# Where has Joe Duffy (RTE) gone ?



## z105 (26 Aug 2008)

He came back from holidays for a day or two and then Derek Davis took over (out of retirement I think), where is the Duffy fellow ?


----------



## Ceist Beag (26 Aug 2008)

Maybe he's getting himself ready for his new gig?!!


----------



## FredBloggs (26 Aug 2008)

I'm wondering that myself.  Derek Davies appeared on a midweek day saying that he was standing in for Joe and "theres noone more surprised than myself".  I can only surmise it is something personal that has caused this because if it was something else he'd surely have signposted his absence.  And you're right he'd only just come back from holidays.


----------



## Purple (26 Aug 2008)

rabbit said:


> I would never feel sorry for Pat Kenny - look at all the licence payers money he gets. While Kenny is away half the time on fancy holidays he does not feel sorry for you or me.

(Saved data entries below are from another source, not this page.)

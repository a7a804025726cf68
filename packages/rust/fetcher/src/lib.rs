//! Page content fetching for monitored targets.
//!
//! This crate provides:
//! - [`ContentFetcher`]: given a page URL and a CSS selector, return the
//!   element's inner markup
//! - [`HttpFetcher`]: the shipped implementation, one HTTP session per fetch
//!
//! Rendering providers (headless browsers) plug in by implementing
//! [`ContentFetcher`].

pub mod http;

use async_trait::async_trait;
use pagewatch_shared::FetchError;

pub use http::{HttpFetcher, PageSession, extract_inner_html};

/// Load a page and read one element's inner markup.
#[async_trait]
pub trait ContentFetcher: Send + Sync {
    /// Fetch the inner markup of the first element matching `selector` on `url`.
    ///
    /// Blank markup is reported as [`FetchError::EmptyContent`].
    async fn fetch(&self, url: &str, selector: &str) -> Result<String, FetchError>;
}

 That sounds very begrudging. If he is good at presenting the show and generates the viewers (and therefore the revenue) then he deserves what he gets paid. I think he is excellent at current affairs but useless at interviewing the lighter guests who are doing the circuit to plug their latest film/ album.

Then again I rarely watch the Late Late as the guests are rubbish.


----------



## z105 (26 Aug 2008)

> Originally Posted by *rabbit* http://www.askaboutmoney.com/showthread.php?p=693431#post693431
> _I would never feel sorry for Pat Kenny - look at all the licence payers money he gets. While Kenny is away half the time on fancy holidays he does not feel sorry for you or me._
> That sounds very begrudging. If he is good at presenting the show and generates the viewers (and therefore the revenue) then he deserves what he gets paid. I think he is excellent at current affairs but useless at interviewing the lighter guests who are doing the circuit to plug their latest film/ album.
> 
> Then again I rarely watch the Late Late as the guests are rubbish.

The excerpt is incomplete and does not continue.